I also think it can be a tad unfair to grab a still frame from an otherwise dynamic/frenetic sequence and subject it to minute analysis. For instance, here’s a still frame from Ben-Hur; and you can see that the CGI rendering of Chuck Heston’s face is a little dodgy. But played at normal speed, Chuck looks fine.
I completely understand your point of view, but I'm not sure people who have a problem with CGI here are really talking about that. In any case, I know I don't.
It's not about how they choose to "show" a superpower effect, but how the image is assembled from a technical point of view.
If a character looks like rubber, that's a shame... but it's even worse if you can tell that the wall behind him doesn't exist, then the floor, then that the lighting doesn't match, and so on. And this is where I'm personally taken out of the movie, even if the story is great. It's just too clumsy looking, "ugly".
What I find particularly unsatisfying in the trailer are the desert shots. Obviously, all the assets
(heroes, vehicles, background) are taken from different sources but that's the idea : it shouldn't be that obvious.
I really think
(perhaps wrongly) that just some touch up on levels, colorimetry, etc., could improve certain things. Even if it's just to accentuate the stylization that, at some point, can sometimes help sell a wonky shot.
It's also specifically because it looks so "unfinished" to me that I find it all a bit infuriating, as there was still time to fine-tune certain things between the trailers and the release. But at the same time, as some CGI artists say: in the end, it all depends on the director's choice.
So maybe it's just what Muschietti likes...
There used to be a time where CGi was inserted into real backgrounds and environments, and the effect was pretty good for a while.

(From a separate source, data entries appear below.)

impl ConceptStore {
  /// Constructor.
  pub fn new(
    flavor: Flavor, fact: Fact, store_conf: StoreConf,
    formula_complexity: f64, cost_factor: f64, rng: Rand,
  ) -> Self {
    let special = Pool::new(
      store_conf.special_min, flavor.target_count(& fact),
      store_conf.indexed(), store_conf.enhanced()
    ) ;
    ConceptStore {
      flavor, fact, conf: store_conf, special, general: None,
      quality: vec![], unhandled: IdxSet::new(),
      cost_factor, general_possible: false, last_errors: true,
      formula_complexity, rng,
    }
  }

  /// Copy sharing the concepts, with its own random generator.
  pub fn shallow_copy(& self, rng: Rand) -> Self {
    let mut copy = self.clone() ;
    copy.rng = rng ;
    copy
  }

  /// Empty store with the same flavor and cost factor, and other settings.
  pub fn empty_copy(
    & self, store_conf: StoreConf, formula_complexity: f64, rng: Rand
  ) -> Self {
    ConceptStore::new(
      self.flavor, self.fact.clone(), store_conf,
      formula_complexity, self.cost_factor, rng
    )
  }

  /// Estimated complexity of a whole formula.
  #[inline]
  pub fn formula_complexity(& self) -> f64 { self.formula_complexity }

  /// Flavor.
  #[inline]
  pub fn flavor(& self) -> Flavor { self.flavor }
  /// Factory.
  #[inline]
  pub fn factory(& self) -> & Fact { & self.fact }
  /// Settings.
  #[inline]
  pub fn conf(& self) -> & StoreConf { & self.conf }
  /// Cost factor.
  #[inline]
  pub fn cost_factor(& self) -> f64 { self.cost_factor }
  /// Random generator.
  #[inline]
  pub fn rng(& mut self) -> & mut Rand { & mut self.rng }

  /// Specialized pool.
  #[inline]
  pub fn special_pool(& self) -> & Pool { & self.special }
  /// General pool, if the round started.
  #[inline]
  pub fn general_pool(& self) -> Option<& Pool> { self.general.as_ref() }

  /// Specialized concepts.
  pub fn special_concepts(& self) -> Vec<Concept> {
    self.special.concepts().cloned().collect()
  }
  /// General concepts.
  pub fn general_concepts(& self) -> Vec<Concept> {
    self.general.as_ref().map(
      |pool| pool.concepts().cloned().collect()
    ).unwrap_or_else(Vec::new)
  }
  /// Number of specialized concepts.
  #[inline]
  pub fn special_count(& self) -> usize { self.special.len() }
  /// Number of general concepts.
  #[inline]
  pub fn general_count(& self) -> usize {
    self.general.as_ref().map(|pool| pool.len()).unwrap_or(0)
  }
  /// True if the concept is in one of the pools.
  pub fn contains(& self, concept: & Concept) -> bool {
    self.special.contains(concept) || self.general.as_ref().map(
      |pool| pool.contains(concept)
    ).unwrap_or(false)
  }

  /// True if the specialized pool holds every specialized concept admitted.
  pub fn all_special_contained(& self) -> bool {
    self.special.is_exhaustive()
  }
  /// True if the general pool holds every general concept admitted since
  /// the last regeneration.
  pub fn all_general_contained(& self) -> bool {
    self.general_possible && self.general.as_ref().map(
      |pool| pool.is_exhaustive()
    ).unwrap_or(false)
  }
  /// True if the specialized pool left target indices uncovered when the
  /// general pool was last built.
  #[inline]
  pub fn last_errors(& self) -> bool { self.last_errors }

  /// Specialized subset of a concept.
  fn special_subset(& self, concept: & Concept) -> Subset {
    let mut cost = concept.complexity() ;
    let max = self.conf.max_literals ;
    if max > 0 && concept.sub_count() > max {
      cost += self.formula_complexity * (concept.sub_count() - max) as f64
    }
    Subset::new( self.flavor.handled(concept).clone(), cost )
  }

  /// General subset of a concept.
  fn general_subset(& self, concept: & Concept) -> Subset {
    Subset::with_cost_idxs(
      self.flavor.opposite_handled(concept).clone(),
      self.flavor.target_errors(concept).clone(),
      concept.complexity(),
    )
  }

  /// True if a general concept handles none of the unhandled target
  /// indices, when there are some.
  fn is_useless(& self, concept: & Concept, unhandled: & IdxSet) -> bool {
    ! unhandled.is_empty() && self.flavor.handled(concept).is_disjoint(unhandled)
  }

  /// Admits a concept.
  ///
  /// Meaningful specialized concepts go to the specialized pool, other
  /// meaningful concepts to the general pool if it exists and they are not
  /// useless. Returns true if the concept was retained.
  pub fn admit(& mut self, concept: Concept) -> bool {
    if ! concept.is_meaningful() {
      return false
    }
    if self.flavor.is_special(& concept) {
      let subset = self.special_subset(& concept) ;
      self.special.insert(concept, subset)
    } else if self.general.is_some() {
      if self.is_useless(& concept, & self.unhandled) {
        return false
      }
      let subset = self.general_subset(& concept) ;
      if let Some(general) = self.general.as_mut() {
        general.insert(concept, subset)
      } else { false }
    } else {
      false
    }
  }

  /// Admits some concepts, returns true if at least one was retained.
  pub fn admit_all<I>(& mut self, concepts: I) -> bool
  where I: IntoIterator<Item = Concept> {
    let mut admitted = false ;
    for concept in concepts {
      admitted = self.admit(concept) || admitted
    }
    admitted
  }

  /// Literal of a predicate, `None` for an inverted boolean-value
  /// predicate unless configured otherwise.
  pub fn literal(& self, pred: Pred, inverted: bool) -> Option<Concept> {
    if inverted && pred.is_bool_value() && ! self.conf.neg_bool_preds {
      None
    } else {
      Some( self.fact.lit(pred, inverted) )
    }
  }

  /// Admits a predicate as a literal.
  pub fn admit_pred(& mut self, pred: Pred, inverted: bool) -> bool {
    match self.literal(pred, inverted) {
      Some(lit) => self.admit(lit),
      None => false,
    }
  }

  /// Admits a predicate as a literal, see [`admit_for`][for].
  ///
  /// [for]: #method.admit_for (admit_for function)
  pub fn admit_pred_for(
    & mut self, pred: Pred, inverted: bool,
    pos: Option<usize>, neg: Option<usize>,
  ) -> bool {
    match self.literal(pred, inverted) {
      Some(lit) => self.admit_for(lit, pos, neg),
      None => false,
    }
  }

  /// Admits some predicates as literals.
  pub fn admit_preds(& mut self, preds: Preds, inverted: bool) -> bool {
    let mut admitted = false ;
    for pred in preds {
      admitted = self.admit_pred(pred, inverted) || admitted
    }
    admitted
  }

  /// Admits the predicates yielding specialized literals.
  pub fn admit_special_preds(& mut self, preds: & dyn PredGen) -> bool {
    let mut admitted = false ;
    for (preds, inverted) in self.flavor.special_preds(preds) {
      admitted = self.admit_preds(preds, inverted) || admitted
    }
    admitted
  }

  /// Admits the predicates yielding general literals.
  pub fn admit_general_preds(& mut self, preds: & dyn PredGen) -> bool {
    let mut admitted = false ;
    for (preds, inverted) in self.flavor.general_preds(preds) {
      admitted = self.admit_preds(preds, inverted) || admitted
    }
    admitted
  }

  /// Admits a concept if it covers positive `pos` and does not cover
  /// negative `neg`, for those given.
  pub fn admit_for(
    & mut self, concept: Concept, pos: Option<usize>, neg: Option<usize>
  ) -> bool {
    let pos_ok = pos.map(|pos| concept.pos().contains(pos)).unwrap_or(true) ;
    let neg_ok = neg.map(|neg| ! concept.neg().contains(neg)).unwrap_or(true) ;
    pos_ok && neg_ok && self.admit(concept)
  }

  /// Admits a specialized concept if it repairs the errors some formula
  /// reintroduces: it covers all of `red_pos` (correct), or excludes all of
  /// `red_neg` (complete).
  pub fn admit_reduced(
    & mut self, concept: Concept, red_pos: & IdxSet, red_neg: & IdxSet
  ) -> bool {
    let legal = match self.flavor {
      Flavor::Correct => concept.is_correct() &&
        concept.wrong_pos().is_disjoint(red_pos),
      Flavor::Complete => concept.is_complete() &&
        concept.neg().is_disjoint(red_neg),
    } ;
    legal && self.admit(concept)
  }

  /// Admits a candidate replacement for a sub-concept of a synthesized
  /// concept.
  ///
  /// The candidate must not reintroduce the opposite errors of the reduced
  /// concept, and be less complex or make fewer target errors than the
  /// sub-concept it replaces.
  pub fn admit_replacement(
    & mut self, concept: Concept, red_pos: & IdxSet, red_neg: & IdxSet,
    complexity: f64, pos_errors: usize, neg_errors: usize,
  ) -> bool {
    let legal = match self.flavor {
      Flavor::Correct => (
        concept.complexity() < complexity ||
        concept.wrong_pos().len() < pos_errors
      ) && concept.neg().is_disjoint(red_neg),
      Flavor::Complete => (
        concept.complexity() < complexity ||
        concept.neg().len() < neg_errors
      ) && concept.wrong_pos().is_disjoint(red_pos),
    } ;
    legal && self.admit(concept)
  }

  /// Sets the cost factor and rebuilds the general pool with its concepts,
  /// if there is one.
  pub fn set_cost_factor(& mut self, cost_factor: f64) {
    self.cost_factor = cost_factor ;
    let exhaustive = match self.general.as_ref() {
      Some(general) => general.is_exhaustive(),
      // No round yet.
      None => return,
    } ;
    self.general_possible = self.general_possible && exhaustive ;
    self.rebuild_general(true)
  }

  /// Starts a new round: rebuilds the general pool relative to the current
  /// specialized pool, carrying the current general concepts over if asked.
  pub fn regenerate_general(& mut self, carry_over: bool) {
    self.general_possible = true ;
    self.last_errors = self.special.uncovered_count() > 0 ;
    self.rebuild_general(carry_over)
  }

  /// One-line statistics.
  pub fn stats(& self) -> String {
    format!(
      "{} store: {} specialized ({}), {} general ({}), cost factor {}",
      self.flavor,
      self.special.len(),
      if self.special.is_exhaustive() { "exhaustive" } else { "bounded" },
      self.general_count(),
      match self.general.as_ref() {
        None => "none",
        Some(pool) if pool.is_exhaustive() => "exhaustive",
        Some(_) => "bounded",
      },
      self.cost_factor,
    )
  }
}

The thing is nowadays everything is CGi. They just can't fool the eye. We know what's going on, we've been trained.
All of this.
We have a saying in French that
"too much choice kills choice".
I always come back to the making of
Jurassic Park. Because back then VFX were supposed to be done with time-consuming techniques like stop motion, sequences like the raptor chase in the kitchen were "locked" at the storyboard stage. They made sure that every shot, every image composition, etc. was as efficient as possible very early on in the process to be sure not wasting anyone time or money.
I
(modestly) think if things were still done this way, we'd probably see a lot less unnecessary CGI sets
(it's a shame to render things you can find on location or build, and studio have enough money for that) and, at least, the CGI artists would know from the start where they were going without having to radically change the design every month, etc.